EXERCISE ▸
This task calls for printing every entry exactly.
[DATA FOR THIS EXERCISE Boundary: Start]
pub mod config;
pub mod render;
pub mod runner;
pub mod util;

pub use config::*;
pub use render::*;
pub use runner::*;
pub use util::*;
[DATA FOR THIS EXERCISE Boundary: End]
ANSWER SPACE ▸
pub mod config;
pub mod render;
pub mod runner;
pub mod util;

pub use config::*;
pub use render::*;
pub use runner::*;
pub use util::*;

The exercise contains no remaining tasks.